Dr. Will Johnston, a Vancouver pro-life physician whom 21C interviewed, said he was wondering whether CTV management had "deep-sixed the production."

Dr. Peter Seland, deputy registrar of the B.C. College of Physicians, said that MSFC is "naive" if it thinks it can make abortion training mandatory in medical schools. "You cannot force a doctor to do anything he doesn't want to do."

Although there are no plans at UBC's medical school to make abortion training a required subject for undergrads, pro-life faculty members and students fear that making it so, even with the right to opt out as conscientious objectors, would end up making medical students feel they were compelled to take abortion training, especially the younger, more naive, less assertive, pro-life students.

Dr. Ellen Wasan, a doctor of pharmacology and a medical student, believes that MSFC's goal is to make "more people think they could be abortionists by having them desensitized by having them take the training as students."

As it stands, learning to perform abortions is voluntary, Dr. Wasan said, but not entirely without pressure: "it is an option, but it varies from preceptor to preceptor; which doctor they are following around determines how much pressure they feel" to participate in abortions.

Dr. Marg Cottle, who hosts weekly suppers for the Christian Medical and Dental Student group, said that MSFC ignores the fact that many medical students simply don't want to perform abortions. MSFC prefers to claim that "the flaming pro-lifers are ... making it so nobody wants to perform them because pro-lifers are threatening the lives of abortionists, which is just a bunch of rubbish."

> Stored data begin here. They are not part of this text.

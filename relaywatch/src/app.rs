//! App state and main loop: input handling, draining feed updates, updating history, and drawing.

use std::{collections::VecDeque, io, time::Duration};

use anyhow::Result;
use chrono::Utc;
use crossterm::{
    event::{self, Event, KeyCode},
    execute,
    terminal::{disable_raw_mode, enable_raw_mode, EnterAlternateScreen, LeaveAlternateScreen},
};
use ratatui::{
    backend::CrosstermBackend,
    layout::{Constraint, Direction, Layout},
    style::Color,
    Terminal,
};
use relayfeed::{ConnectionState, Feed, FeedConfig, MetricsSnapshot};
use tokio::{
    sync::mpsc::{self, UnboundedReceiver},
    time::sleep,
};

use crate::history::{push_capped, RateHistory};
use crate::ui::{
    cpu::{draw_cpu_gauges, draw_cpu_graph},
    disk::draw_disk,
    header::draw_header,
    mem::draw_mem,
    net::draw_net_spark,
    players::draw_players,
    sources::draw_sources,
};

const HISTORY: usize = 600;

type Update = (ConnectionState, Option<MetricsSnapshot>);

pub struct App {
    endpoint: String,
    state: ConnectionState,
    // Latest snapshot + histories
    last: Option<MetricsSnapshot>,
    cpu_hist: VecDeque<u64>,
    rx_hist: RateHistory,
    tx_hist: RateHistory,

    should_quit: bool,
}

impl App {
    pub fn new(endpoint: &str) -> Self {
        Self {
            endpoint: endpoint.to_string(),
            state: ConnectionState::Offline,
            last: None,
            cpu_hist: VecDeque::with_capacity(HISTORY),
            rx_hist: RateHistory::new(HISTORY),
            tx_hist: RateHistory::new(HISTORY),
            should_quit: false,
        }
    }

    pub async fn run(&mut self, config: FeedConfig) -> Result<()> {
        let mut feed = Feed::new();
        let (tx, mut updates) = mpsc::unbounded_channel::<Update>();
        feed.subscribe(move |state, snap| {
            let _ = tx.send((state, snap.cloned()));
        });
        feed.start(config)?;

        // Terminal setup
        enable_raw_mode()?;
        let mut stdout = io::stdout();
        execute!(stdout, EnterAlternateScreen)?;
        let backend = CrosstermBackend::new(stdout);
        let mut terminal = Terminal::new(backend)?;
        terminal.clear()?;

        // Main loop
        let res = self.event_loop(&mut terminal, &feed, &mut updates).await;

        // Teardown
        feed.stop();
        disable_raw_mode()?;
        execute!(terminal.backend_mut(), LeaveAlternateScreen)?;
        terminal.show_cursor()?;

        res
    }

    async fn event_loop<B: ratatui::backend::Backend>(
        &mut self,
        terminal: &mut Terminal<B>,
        feed: &Feed,
        updates: &mut UnboundedReceiver<Update>,
    ) -> Result<()> {
        loop {
            // Input (non-blocking)
            while event::poll(Duration::from_millis(10))? {
                if let Event::Key(k) = event::read()? {
                    match k.code {
                        KeyCode::Char('q') | KeyCode::Char('Q') | KeyCode::Esc => {
                            self.should_quit = true
                        }
                        KeyCode::Char('r') | KeyCode::Char('R') => feed.refresh_now(),
                        _ => {}
                    }
                }
            }
            if self.should_quit {
                break;
            }

            while let Ok((state, snap)) = updates.try_recv() {
                self.apply(state, snap);
            }

            // Draw
            terminal.draw(|f| self.draw(f))?;

            // Tick rate; uptime is recomputed on every redraw
            sleep(Duration::from_millis(500)).await;
        }

        Ok(())
    }

    fn apply(&mut self, state: ConnectionState, snap: Option<MetricsSnapshot>) {
        self.state = state;
        let fresh = match (&snap, &self.last) {
            (Some(new), Some(old)) => new.received_at != old.received_at,
            (Some(_), None) => true,
            (None, _) => false,
        };
        if let (true, Some(m)) = (fresh, snap.as_ref()) {
            // CPU history (0..100)
            let v = m.cpu.system_load_pct.clamp(0.0, 100.0).round() as u64;
            push_capped(&mut self.cpu_hist, v, HISTORY);

            // NET: bytes/s -> KB/s
            if let Some(net) = m.network {
                self.rx_hist.push((net.download_bps / 1024.0).round() as u64);
                self.tx_hist.push((net.upload_bps / 1024.0).round() as u64);
            }
        }
        self.last = snap;
    }

    pub fn draw(&mut self, f: &mut ratatui::Frame<'_>) {
        let area = f.area();
        let m = self.last.as_ref();

        // Root rows: header, cpu, memory + disk, bottom
        let rows = Layout::default()
            .direction(Direction::Vertical)
            .constraints([
                Constraint::Length(1),   // header
                Constraint::Ratio(1, 3), // cpu graph + gauges
                Constraint::Length(3),   // memory (left) + disk (right)
                Constraint::Min(10),     // players + net (left), sources/filters (right)
            ])
            .split(area);

        draw_header(f, rows[0], &self.endpoint, self.state, m, Utc::now());

        let top_lr = Layout::default()
            .direction(Direction::Horizontal)
            .constraints([Constraint::Percentage(66), Constraint::Percentage(34)])
            .split(rows[1]);
        draw_cpu_graph(f, top_lr[0], &self.cpu_hist, m);
        draw_cpu_gauges(f, top_lr[1], m);

        let mid_lr = Layout::default()
            .direction(Direction::Horizontal)
            .constraints([Constraint::Percentage(50), Constraint::Percentage(50)])
            .split(rows[2]);
        draw_mem(f, mid_lr[0], m);
        draw_disk(f, mid_lr[1], m);

        let bottom_lr = Layout::default()
            .direction(Direction::Horizontal)
            .constraints([Constraint::Percentage(66), Constraint::Percentage(34)])
            .split(rows[3]);
        let left_stack = Layout::default()
            .direction(Direction::Vertical)
            .constraints([
                Constraint::Min(5),    // players + frames
                Constraint::Length(5), // download
                Constraint::Length(5), // upload
            ])
            .split(bottom_lr[0]);

        draw_players(f, left_stack[0], m);
        draw_net_spark(f, left_stack[1], "Download", &self.rx_hist, Color::Green);
        draw_net_spark(f, left_stack[2], "Upload", &self.tx_hist, Color::Blue);
        draw_sources(f, bottom_lr[1], m);
    }
}

#[cfg(test)]
mod tests {
    use super::*;
    use relayfeed::types::NetworkRate;

    fn snap(load: f64, at_ms: i64) -> MetricsSnapshot {
        let at = chrono::DateTime::from_timestamp_millis(at_ms).unwrap();
        let mut s = MetricsSnapshot::empty(at);
        s.cpu.system_load_pct = load;
        s.network = Some(NetworkRate {
            upload_bps: 2048.0,
            download_bps: 10_240.0,
        });
        s
    }

    #[test]
    fn histories_grow_once_per_snapshot() {
        let mut app = App::new("http://relay/stats");
        app.apply(ConnectionState::Connecting, None);
        app.apply(ConnectionState::Online, Some(snap(42.4, 1_000)));
        // same snapshot re-delivered with a state change
        app.apply(ConnectionState::Offline, Some(snap(42.4, 1_000)));
        app.apply(ConnectionState::Online, Some(snap(55.0, 4_000)));

        assert_eq!(app.cpu_hist, VecDeque::from(vec![42, 55]));
        assert_eq!(app.rx_hist.tail(10), vec![10, 10]);
        assert_eq!(app.tx_hist.latest(), 2);
        assert_eq!(app.state, ConnectionState::Online);
    }

    #[test]
    fn refresh_clears_snapshot_but_keeps_history() {
        let mut app = App::new("ws://relay/ws");
        app.apply(ConnectionState::Online, Some(snap(10.0, 1_000)));
        app.apply(ConnectionState::Connecting, None);
        assert!(app.last.is_none());
        assert_eq!(app.cpu_hist.len(), 1);
    }

    #[test]
    fn draws_without_data() {
        use ratatui::backend::TestBackend;
        let mut app = App::new("http://relay/stats");
        let mut terminal = Terminal::new(TestBackend::new(100, 40)).unwrap();
        terminal.draw(|f| app.draw(f)).unwrap();
        app.apply(ConnectionState::Online, Some(snap(30.0, 1_000)));
        terminal.draw(|f| app.draw(f)).unwrap();
    }
}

Dr. Wasan, a member of Christian Medical and Dental Students, has formed a complementary group to counter MSFC's push to make abortion training mandatory: Respect Life Coalition of Medical and Dental Students, which also speaks out for the elderly and the mentally and physically challenged.

Lois Backus made a point of stating that, as well as promoting mandatory abortion training, MSFC offers medical students additional instruction on birth control and other topics relevant to women's needs.

However, she did not explain why MSFC needs to teach subjects already well taught in medical schools, nor did she explain why MSFC makes no effort to promote adoption as a choice open to women and their babies.